KEYTRUDATM is the First Anti-PD-1 Immuno-Oncology Therapy Available in Canada
Merck Canada Inc. announced today that KEYTRUDATM (pembrolizumab) was authorized for sale with conditions by Health Canada on May 19, 2015. KEYTRUDA is a humanized monoclonal antibody that works by increasing the ability of the body's immune system to fight advanced melanoma, the most serious form of skin cancer. It is the first of a new class of therapies called anti-PD-1s approved in Canada. Among the different types of skin cancer, melanoma has the greatest metastatic potential.

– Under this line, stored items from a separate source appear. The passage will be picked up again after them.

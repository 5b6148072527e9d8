use std::sync::Once;
use tracing::info;
use tracing_subscriber::EnvFilter;

static INIT_TRACING: Once = Once::new();

/// Install the global fmt subscriber. Honors `RUST_LOG`; later calls are no-ops.
pub fn init_tracing() {
    INIT_TRACING.call_once(|| {
        let filter = EnvFilter::try_from_default_env()
            .unwrap_or_else(|_| EnvFilter::new("info,hyper=warn,reqwest=warn"));

        let _ = tracing_subscriber::fmt()
            .with_env_filter(filter)
            .with_target(true)
            .try_init();

        info!("asset preloader tracing initialized");
    });
}
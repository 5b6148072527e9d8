// Preload orchestrator: drains a deduplicated URL queue with a fixed worker pool,
// resolving each URL against the cache with timeout and exponential backoff.

use std::collections::{HashSet, VecDeque};
use std::sync::Arc;
use std::time::Duration;

use parking_lot::Mutex;
use tokio::sync::watch;
use tokio::task::JoinSet;
use tokio::time::Instant;
use tracing::{debug, info, warn};

use super::cache::CacheStore;
use super::session::{LoadError, LoadResult, LoadingState, PreloadSession, PreloadSessionState};
use super::stats::CacheStats;
use crate::config::{PreloadOptions, RETRY_BASE_DELAY_MS};
use crate::error::PreloadError;

/// Delay before retry number `attempt + 1`: 100ms, 200ms, 400ms, ...
pub fn backoff_delay(attempt: u32) -> Duration {
    let factor = 2u64.saturating_pow(attempt);
    Duration::from_millis(RETRY_BASE_DELAY_MS.saturating_mul(factor))
}

/// Drop empty entries and duplicates, keeping first-seen order.
pub fn unique_urls<I, S>(urls: I) -> Vec<String>
where
    I: IntoIterator<Item = S>,
    S: Into<String>,
{
    let mut seen = HashSet::new();
    urls.into_iter()
        .map(Into::into)
        .filter(|url| !url.is_empty())
        .filter(|url| seen.insert(url.clone()))
        .collect()
}

pub struct Preloader {
    cache: Arc<CacheStore>,
    options: PreloadOptions,
    session: Arc<PreloadSession>,
}

impl Preloader {
    pub fn new(cache: Arc<CacheStore>, options: PreloadOptions) -> Self {
        Self {
            cache,
            options,
            session: Arc::new(PreloadSession::new()),
        }
    }

    pub fn options(&self) -> &PreloadOptions {
        &self.options
    }

    /// Preload `urls` with the options this preloader was built with.
    pub async fn preload<I, S>(&self, urls: I) -> Vec<LoadResult>
    where
        I: IntoIterator<Item = S>,
        S: Into<String>,
    {
        let options = self.options.clone();
        self.preload_with(urls, &options).await
    }

    /// Preload `urls` and return one result per unique URL, in completion order.
    ///
    /// No single URL failure aborts the batch. Completion is not reported
    /// before `min_display_time_ms` has elapsed since the session started.
    pub async fn preload_with<I, S>(&self, urls: I, options: &PreloadOptions) -> Vec<LoadResult>
    where
        I: IntoIterator<Item = S>,
        S: Into<String>,
    {
        let unique = unique_urls(urls);
        if unique.is_empty() {
            warn!("no valid asset URLs to preload");
            return Vec::new();
        }

        let started = Instant::now();
        self.session.begin(unique.len(), self.cache.now_ms());
        info!("starting preload of {} assets", unique.len());

        self.cache.initialize().await;

        let results = self.load_with_concurrency(unique, options).await;

        ensure_minimum_display_time(started, options.min_display_time()).await;
        self.session.finish();

        let success_count = results.iter().filter(|r| r.success).count();
        let fail_count = results.len() - success_count;
        info!(
            "preload complete: {} loaded, {} failed, elapsed_ms={}",
            success_count,
            fail_count,
            started.elapsed().as_millis()
        );
        for err in self.session.errors() {
            warn!(
                "failed asset url={} reason={} retries={}",
                err.url, err.reason, err.retry_count
            );
        }

        results
    }

    async fn load_with_concurrency(
        &self,
        urls: Vec<String>,
        options: &PreloadOptions,
    ) -> Vec<LoadResult> {
        let worker_count = options.worker_count(urls.len());
        let queue = Arc::new(Mutex::new(VecDeque::from(urls)));
        let results = Arc::new(Mutex::new(Vec::with_capacity(queue.lock().len())));

        debug!("spawning {} preload workers", worker_count);

        let mut workers = JoinSet::new();
        for worker_id in 0..worker_count {
            let queue = Arc::clone(&queue);
            let results = Arc::clone(&results);
            let cache = Arc::clone(&self.cache);
            let session = Arc::clone(&self.session);
            let options = options.clone();

            workers.spawn(async move {
                loop {
                    let next = queue.lock().pop_front();
                    let Some(url) = next else {
                        break;
                    };

                    let result = load_single(&cache, &session, &url, &options).await;
                    results.lock().push(result);
                    session.complete_item();
                }
                debug!("preload worker {} drained", worker_id);
            });
        }

        while let Some(joined) = workers.join_next().await {
            if let Err(e) = joined {
                warn!("preload worker panicked: {}", e);
            }
        }

        let mut collected = results.lock();
        std::mem::take(&mut *collected)
    }

    pub fn subscribe(&self) -> watch::Receiver<LoadingState> {
        self.session.subscribe()
    }

    pub fn reset(&self) {
        self.session.reset();
    }

    pub fn state(&self) -> PreloadSessionState {
        self.session.snapshot()
    }

    pub fn is_loading(&self) -> bool {
        self.session.loading_state().is_loading
    }

    pub fn progress(&self) -> u8 {
        self.session.loading_state().progress
    }

    pub fn loaded_count(&self) -> usize {
        self.session.loading_state().loaded_count
    }

    pub fn total_count(&self) -> usize {
        self.session.loading_state().total_count
    }

    pub fn errors(&self) -> Vec<LoadError> {
        self.session.errors()
    }

    pub fn has_errors(&self) -> bool {
        self.session.has_errors()
    }

    pub fn is_complete(&self) -> bool {
        self.session.is_complete()
    }

    pub fn success_rate(&self) -> u8 {
        self.session.success_rate()
    }

    pub fn cache_stats(&self) -> CacheStats {
        self.cache.stats()
    }

    pub async fn clear_cache(&self) {
        self.cache.clear_all().await;
    }
}

/// Resolve one URL: cache first, then timed network attempts with backoff.
/// Attempts are strictly sequential; the total is `1 + max_retries`.
async fn load_single(
    cache: &Arc<CacheStore>,
    session: &PreloadSession,
    url: &str,
    options: &PreloadOptions,
) -> LoadResult {
    let mut attempt: u32 = 0;
    loop {
        match attempt_once(cache, url, options.per_item_timeout()).await {
            Ok(reference) => return LoadResult::loaded(url, reference),
            Err(err) => {
                let reason = err.to_string();
                if attempt < options.max_retries {
                    let delay = backoff_delay(attempt);
                    warn!(
                        "retrying {} (attempt {}/{}) after {}ms: {}",
                        url,
                        attempt + 1,
                        options.max_retries,
                        delay.as_millis(),
                        reason
                    );
                    tokio::time::sleep(delay).await;
                    attempt += 1;
                    continue;
                }

                session.record_error(LoadError {
                    url: url.to_string(),
                    reason: reason.clone(),
                    retry_count: attempt,
                    timestamp_ms: cache.now_ms(),
                });
                return LoadResult::failed(url, reason);
            }
        }
    }
}

async fn attempt_once(
    cache: &Arc<CacheStore>,
    url: &str,
    timeout: Duration,
) -> Result<String, PreloadError> {
    if let Some(reference) = cache.resolve_cached(url).await {
        debug!("cache hit for {}", url);
        return Ok(reference);
    }

    // The fetch runs as its own task so a timeout only abandons the handle.
    // The fetch keeps going and may still populate the cache afterwards.
    let fetch_cache = Arc::clone(cache);
    let owned_url = url.to_string();
    let handle = tokio::spawn(async move { fetch_cache.fetch_and_cache(&owned_url).await });

    match tokio::time::timeout(timeout, handle).await {
        Ok(Ok(result)) => result,
        Ok(Err(join_err)) => Err(PreloadError::fetch(url, join_err.to_string())),
        Err(_) => Err(PreloadError::Timeout {
            after_ms: timeout.as_millis() as u64,
        }),
    }
}

async fn ensure_minimum_display_time(started: Instant, min_display: Duration) {
    let elapsed = started.elapsed();
    if elapsed < min_display {
        let remaining = min_display - elapsed;
        debug!("holding completion for {}ms", remaining.as_millis());
        tokio::time::sleep(remaining).await;
    }
}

KEYTRUDA is indicated for the treatment of patients with unresectable or metastatic melanoma and disease progression following ipilimumab therapy and, if BRAF V600 mutation positive, following a BRAF or MEK inhibitor. The product has been approved in Canada under the Notice of Compliance with Conditions (NOC/c) policy on the basis of promising evidence of clinical effectiveness and pending the results of trials to verify its anticipated benefit.
"All of us at Merck Canada are thrilled with KEYTRUDA being available in Canada for the treatment of advanced melanoma, as it provides new therapy to patients facing this difficult-to-treat cancer," said Chirfi Guindo, Managing Director, Merck Canada Inc. "This new product embodies Merck's unwavering commitment to be at the forefront of scientific discovery and innovation to help Canadian patients."
"The conditional approval of this new product in Canada marks a new era in how advanced melanoma will be treated in this population with a high unmet medical need," said Dr. Marcus Butler, Medical Oncologist at Princess Margaret Cancer Centre, Director of Princess Margaret Immune Monitoring Laboratory. "For patients suffering from symptoms of their advanced disease, the product is not only effective, but also well-tolerated."
"We commend the decision to issue an NOC/c for KEYTRUDA in Canada for metastatic melanoma, the deadliest form of skin cancer," said Kathy Barnard, Founder of the Save Your Skin Foundation. "As a survivor of advanced melanoma myself," she adds, "I know first-hand what great news this is for Canadians suffering from this deadly disease, who might otherwise be out of treatment options. Immuno-oncology is an important development in cancer treatment."
"It is hard to contain my enthusiasm," added Annette Cyr, Chair and Founder, Melanoma Network of Canada. "This new therapy brings us hope to have regression of the disease, improved quality of life and the potential to have a life free of this aggressive cancer."